Dave Edwards is an enthusiastic champion of creating win-win scenarios through collaboration, particularly between healthcare providers and suppliers. He has nearly 30 years of experience in healthcare sales, marketing, and management. His background includes a proven record of success as part of a Fortune 50 company, a start-up-device company, and as a partner in a small medical device manufacturer. For the past 12 years, Edwards has been an executive with Premier Inc. In his current position as VP, supplier relations he is responsible for supplier relations, contract uptake (sales), and business development. During his tenure with Premier, he has helped propel the alliance’s purchasing volume from $12 to $40 billion. He has been married to his college sweetheart Andrea for 27 years, and they have three sons.
Some of the topics Edwards covered are:
What Premier is doing for its 100,000 non-acute and alt-site facilities:
Edwards says the fastest growing part of Premier is in non-acute sites that provide care to the entire continuum. “We grow consistently 20-25 percent per year in the continuum of care. We are really growing in two ways – through contract penetration (getting current entities that are [registered] with Premier to use more of our products and services), as well as adding new members,” says Edwards. These facilities include surgery centers, SNFs, doc-in-the-boxes, physicians’ offices, etc. – from “hospice on one end and birthing centers on the other.” In the short term, the company is working on procure-to-pay solutions for smaller customers, but also trying to work with distribution partners who have larger coverage areas. Long-term, Premier believes hospitals will become the driving force that arranges other types of providers under an ACO or ACO-style model. Premier is focused on finding models and supplier partners to help its members coordinate care across the continuum in an efficient, cost-effective way.
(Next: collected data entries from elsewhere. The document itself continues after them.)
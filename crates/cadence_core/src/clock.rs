//! Time sources for stamping journal events.
//!
//! Journal operations take explicit `now` values so state transitions are
//! deterministic; a [`Clock`] is what callers use to produce them.

use crate::model::entry::EpochMs;
use std::cell::Cell;
use std::time::{SystemTime, UNIX_EPOCH};

pub trait Clock {
    fn now_ms(&self) -> EpochMs;
}

/// Wall clock.
#[derive(Debug, Clone, Copy, Default)]
pub struct SystemClock;

impl Clock for SystemClock {
    fn now_ms(&self) -> EpochMs {
        SystemTime::now()
            .duration_since(UNIX_EPOCH)
            .map(|elapsed| i64::try_from(elapsed.as_millis()).unwrap_or(i64::MAX))
            .unwrap_or(0)
    }
}

/// Manually advanced clock for scripted sessions and tests.
#[derive(Debug, Default)]
pub struct ManualClock {
    now: Cell<EpochMs>,
}

impl ManualClock {
    pub fn starting_at(now: EpochMs) -> Self {
        Self {
            now: Cell::new(now),
        }
    }

    pub fn advance(&self, delta_ms: i64) {
        self.now.set(self.now.get().saturating_add(delta_ms));
    }

    pub fn set(&self, now: EpochMs) {
        self.now.set(now);
    }
}

impl Clock for ManualClock {
    fn now_ms(&self) -> EpochMs {
        self.now.get()
    }
}
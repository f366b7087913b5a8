//! Repository layer for persisted preferences.
//!
//! # Responsibility
//! - Define the preference store contract consumed by display services.
//! - Isolate SQLite query details from service orchestration.
//!
//! # Invariants
//! - Only display preferences are persisted; entry content never is.

pub mod preference_repo;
The shift in preferred payor, from private insurance to Medicare:
Through its “Medicare Break-Even” program, Premier is helping hospitals analyze their sources of income and find strategies to adapt to the changing reimbursement structure. “Almost every hospital today… typically lose[s] money on Medicare, they lose even more on Medicaid, but they make it up with private insurance,” says Edwards. “Today’s worst payor is about to become tomorrow’s best payor.” The company is bringing in the analytical data behind its GPO contracting, coupled with its other tools and services and wrapping it all around its consulting capabilities to help hospitals survive and thrive in a Medicare payment environment.
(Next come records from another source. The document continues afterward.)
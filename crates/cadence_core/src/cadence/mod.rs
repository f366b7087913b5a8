//! Keystroke timing to visual parameters.
//!
//! # Responsibility
//! - Turn inter-key intervals into per-character attribute values.
//! - Turn idle time before an entry's first keystroke into layout spacing.

pub mod sampler;
pub mod spacing;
Effects of the shift in power between the clinical decision maker and the economic decision maker for purchasing decisions:
Hospitals are focused on taking down costs, and according to Edwards, they would rather cut unnecessary spending on “stuff” before they make cuts to staff. This objective elevates the power of the traditional purchasing executive and “the economic decision maker is gaining power at the expense of the clinical decision maker” says Edwards. Reps previously dealt with decision makers like physicians or nurses whose objectives were clinically minded, or otherwise dealt with purchasing executives who were responsible for smaller arenas. However, as hospitals and IDNs acquire and group-up with non-acute and alt-site facilities and assume responsibility for their costs (and thereby their purchasing decisions), reps will likely deal with executives with bigger things in mind, like “productivity, efficiency, and waste; things that re-deploy assets in different ways; total life-cycle costs; inventory turn; etc.,” continues Edwards. “It’s up to the supplier community to build a more robust story.”